Quantum mechanics is the science of the very small: the body of scientific principles that explains the behaviour of matter and its interactions with energy on the scale of atoms and subatomic particles.
Classical physics explains matter and energy on a scale familiar to human experience, including the behaviour of astronomical bodies. It remains the key to measurement for much of modern science and technology. However, towards the end of the 19th century, scientists discovered phenomena in both the large (macro) and the small (micro) worlds that classical physics could not explain.〔(''Quantum Mechanics'' ) from National Public Radio〕 As Thomas Kuhn explains in his analysis of the philosophy of science, ''The Structure of Scientific Revolutions'', coming to terms with these limitations led to two major revolutions in physics which created a shift in the original scientific paradigm: the theory of relativity and the development of quantum mechanics.〔Kuhn, Thomas S. ''The Structure of Scientific Revolutions''. Fourth ed. Chicago; London: The University of Chicago Press, 2012. Print.〕 This article describes how physicists discovered the limitations of classical physics and developed the main concepts of the quantum theory that replaced it in the early decades of the 20th century. These concepts are described in roughly the order in which they were first discovered. For a more complete history of the subject, see ''History of quantum mechanics''.

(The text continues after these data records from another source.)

//! Composition of GraphQL query documents.
//!
//! Two pure transforms over [`apollo_compiler::ast::Document`]:
//!
//! - [`extend`] grafts the root selections of an extension document onto the operation of a base
//!   document that selects the same root field, appending new fields and never duplicating
//!   existing ones.
//! - [`prune`] shrinks the `items` selection of a paginated list query down to a set of visible
//!   columns, keeping whole fragments where a column is only reachable through a spread.
//!
//! Both finish with the liveness passes in [`closure`], which drop fragment definitions that no
//! operation reaches any more and variable definitions that no argument references.
//!
//! ## Structural sharing
//!
//! Documents are never mutated in place. Every transform clones the input (which only copies
//! reference-counted [`Node`][apollo_compiler::Node] pointers) and calls
//! [`make_mut`][apollo_compiler::Node::make_mut] along the path of change, so untouched subtrees
//! stay shared with the input.

#![warn(
    rustdoc::broken_intra_doc_links,
    unreachable_pub,
    unreachable_patterns,
    unused,
    unused_qualifications,
    dead_code,
    while_true,
    unconditional_panic,
    clippy::all
)]

pub mod closure;
pub mod document;
pub mod error;
pub mod extend;
pub mod prune;
pub mod traverse;
pub(crate) mod utils;

pub use crate::closure::remove_unused_fragments;
pub use crate::closure::remove_unused_variables;
pub use crate::closure::shake;
pub use crate::error::ExtendError;
pub use crate::error::ParseErrors;
pub use crate::extend::ExtendOptions;
pub use crate::extend::Extender;
pub use crate::extend::Extension;
pub use crate::extend::extend;
pub use crate::prune::ColumnSelection;
pub use crate::prune::ListPruner;
pub use crate::prune::PruneOptions;
pub use crate::prune::prune;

In this sense, the word ''quantum'' means the minimum amount of any physical entity involved in an interaction. Certain characteristics of matter can take only discrete values.
Light behaves in some respects like particles and in other respects like waves. Matter—particles such as electrons and atoms—exhibits wavelike behaviour too. Some light sources, including neon lights, give off only certain discrete frequencies of light. Quantum mechanics shows that light, along with all other forms of electromagnetic radiation, comes in discrete units, called photons, and predicts its energies, colours, and spectral intensities.

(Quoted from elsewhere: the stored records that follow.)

//! Recursive, schema-less traversal of executable definitions.
//!
//! Implement [`Visitor`] and override the methods for the nodes of interest; each method
//! defaults to the free function of the same name, which descends into the node's children.
use apollo_compiler::ast;

/// Traverse every operation and fragment definition of a document with the given visitor.
pub fn document(visitor: &mut impl Visitor, document: &ast::Document) {
    document.definitions.iter().for_each(|def| match def {
        ast::Definition::OperationDefinition(def) => operation(visitor, def),
        ast::Definition::FragmentDefinition(def) => fragment_definition(visitor, def),
        _ => {}
    })
}

pub trait Visitor: Sized {
    /// Traverse a field within a selection set.
    ///
    /// Call the [`field`] free function for the default behavior.
    fn field(&mut self, def: &ast::Field) {
        field(self, def)
    }

    /// Traverse a fragment spread within a selection set.
    ///
    /// Call the [`fragment_spread`] free function for the default behavior.
    fn fragment_spread(&mut self, def: &ast::FragmentSpread) {
        fragment_spread(self, def)
    }

    /// Traverse an inline fragment within a selection set.
    ///
    /// Call the [`inline_fragment`] free function for the default behavior.
    fn inline_fragment(&mut self, def: &ast::InlineFragment) {
        inline_fragment(self, def)
    }

    /// Traverse an argument value, of a field or of a directive.
    ///
    /// Call the [`value`] free function for the default behavior.
    fn value(&mut self, def: &ast::Value) {
        value(self, def)
    }
}

/// The default behavior for traversing an operation.
pub fn operation(visitor: &mut impl Visitor, def: &ast::OperationDefinition) {
    directives(visitor, &def.directives);
    selection_set(visitor, &def.selection_set)
}

/// The default behavior for traversing a fragment definition.
pub fn fragment_definition(visitor: &mut impl Visitor, def: &ast::FragmentDefinition) {
    directives(visitor, &def.directives);
    selection_set(visitor, &def.selection_set)
}

/// The default behavior for traversing a field: arguments, directives, then sub-selections.
pub fn field(visitor: &mut impl Visitor, def: &ast::Field) {
    for argument in &def.arguments {
        visitor.value(&argument.value);
    }
    directives(visitor, &def.directives);
    selection_set(visitor, &def.selection_set)
}

/// The default behavior for traversing a fragment spread.
///
/// Does not follow the spread into the fragment definition.
pub fn fragment_spread(visitor: &mut impl Visitor, def: &ast::FragmentSpread) {
    directives(visitor, &def.directives)
}

/// The default behavior for traversing an inline fragment.
pub fn inline_fragment(visitor: &mut impl Visitor, def: &ast::InlineFragment) {
    directives(visitor, &def.directives);
    selection_set(visitor, &def.selection_set)
}

/// The default behavior for traversing a value: list items and object fields.
pub fn value(visitor: &mut impl Visitor, def: &ast::Value) {
    match def {
        ast::Value::List(items) => {
            for item in items {
                visitor.value(item);
            }
        }
        ast::Value::Object(fields) => {
            for (_name, item) in fields {
                visitor.value(item);
            }
        }
        ast::Value::Null
        | ast::Value::Enum(_)
        | ast::Value::Variable(_)
        | ast::Value::String(_)
        | ast::Value::Float(_)
        | ast::Value::Int(_)
        | ast::Value::Boolean(_) => {}
    }
}

pub fn selection_set(visitor: &mut impl Visitor, set: &[ast::Selection]) {
    set.iter().for_each(|def| match def {
        ast::Selection::Field(def) => visitor.field(def),
        ast::Selection::FragmentSpread(def) => visitor.fragment_spread(def),
        ast::Selection::InlineFragment(def) => visitor.inline_fragment(def),
    })
}

fn directives(visitor: &mut impl Visitor, list: &ast::DirectiveList) {
    for directive in list.iter() {
        for argument in &directive.arguments {
            visitor.value(&argument.value);
        }
    }
}

#[cfg(test)]
mod tests {
    use super::*;

    #[derive(Default)]
    struct CountNodes {
        fields: u32,
        spreads: u32,
        variables: Vec<String>,
    }

    impl Visitor for CountNodes {
        fn field(&mut self, def: &ast::Field) {
            self.fields += 1;
            field(self, def)
        }

        fn fragment_spread(&mut self, def: &ast::FragmentSpread) {
            self.spreads += 1;
            fragment_spread(self, def)
        }

        fn value(&mut self, def: &ast::Value) {
            if let ast::Value::Variable(name) = def {
                self.variables.push(name.to_string());
            }
            value(self, def)
        }
    }

    #[test]
    fn test_count_nodes() {
        let graphql = "
            query($id: ID, $flag: Boolean!, $tags: [String]) {
                a(id: $id)
                ... @include(if: $flag) {
                    b(filter: { tags: [\"x\", $tags] })
                }
                ... F
                ... F
            }

            fragment F on Query {
                next {
                    a
                }
            }
        ";
        let Ok(ast) = ast::Document::parse(graphql, "") else {
            panic!("invalid test document");
        };
        let mut visitor = CountNodes::default();
        document(&mut visitor, &ast);
        assert_eq!(visitor.fields, 4);
        assert_eq!(visitor.spreads, 2);
        assert_eq!(visitor.variables, ["id", "flag", "tags"]);
    }
}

Some aspects of quantum mechanics can seem counterintuitive or even paradoxical, because they describe behaviour quite different from that seen at larger length scales. In the words of Richard Feynman, quantum mechanics deals with "nature as She is – absurd". For example, the uncertainty principle of quantum mechanics means that the more closely one pins down one measurement (such as the position of a particle), the less precise another measurement pertaining to the same particle (such as its momentum) must become.
==The first quantum theory: Max Planck and black-body radiation==

Thermal radiation is electromagnetic radiation emitted from the surface of an object due to the object's internal energy. If an object is heated sufficiently, it starts to emit light at the red end of the spectrum, as it becomes red hot.
Heating it further causes the colour to change from red to yellow, white, and blue, as light at shorter wavelengths (higher frequencies) begins to be emitted. A perfect emitter is also a perfect absorber: when it is cold, such an object looks perfectly black, because it absorbs all the light that falls on it and emits none. Consequently, an ideal thermal emitter is known as a black body, and the radiation it emits is called black-body radiation.
In the late 19th century, thermal radiation had been fairly well characterized experimentally.〔A number of formulae had been created which were able to describe some of the experimental measurements of thermal radiation: how the wavelength at which the radiation is strongest changes with temperature is given by Wien's displacement law, the overall power emitted per unit area is given by the Stefan-Boltzmann law. The best theoretical explanation of the experimental results was the Rayleigh-Jeans law, which agrees with experimental results well at large wavelengths (or, equivalently, low frequencies), but strongly disagrees at short wavelengths (or high frequencies). In fact, at short wavelengths, classical physics predicted that energy will be emitted by a hot body at an infinite rate. This result, which is clearly wrong, is known as the ultraviolet catastrophe.〕 However, classical physics was unable to explain the relationship between temperatures and predominant frequencies of radiation. Physicists searched for a single theory that explained all the experimental results.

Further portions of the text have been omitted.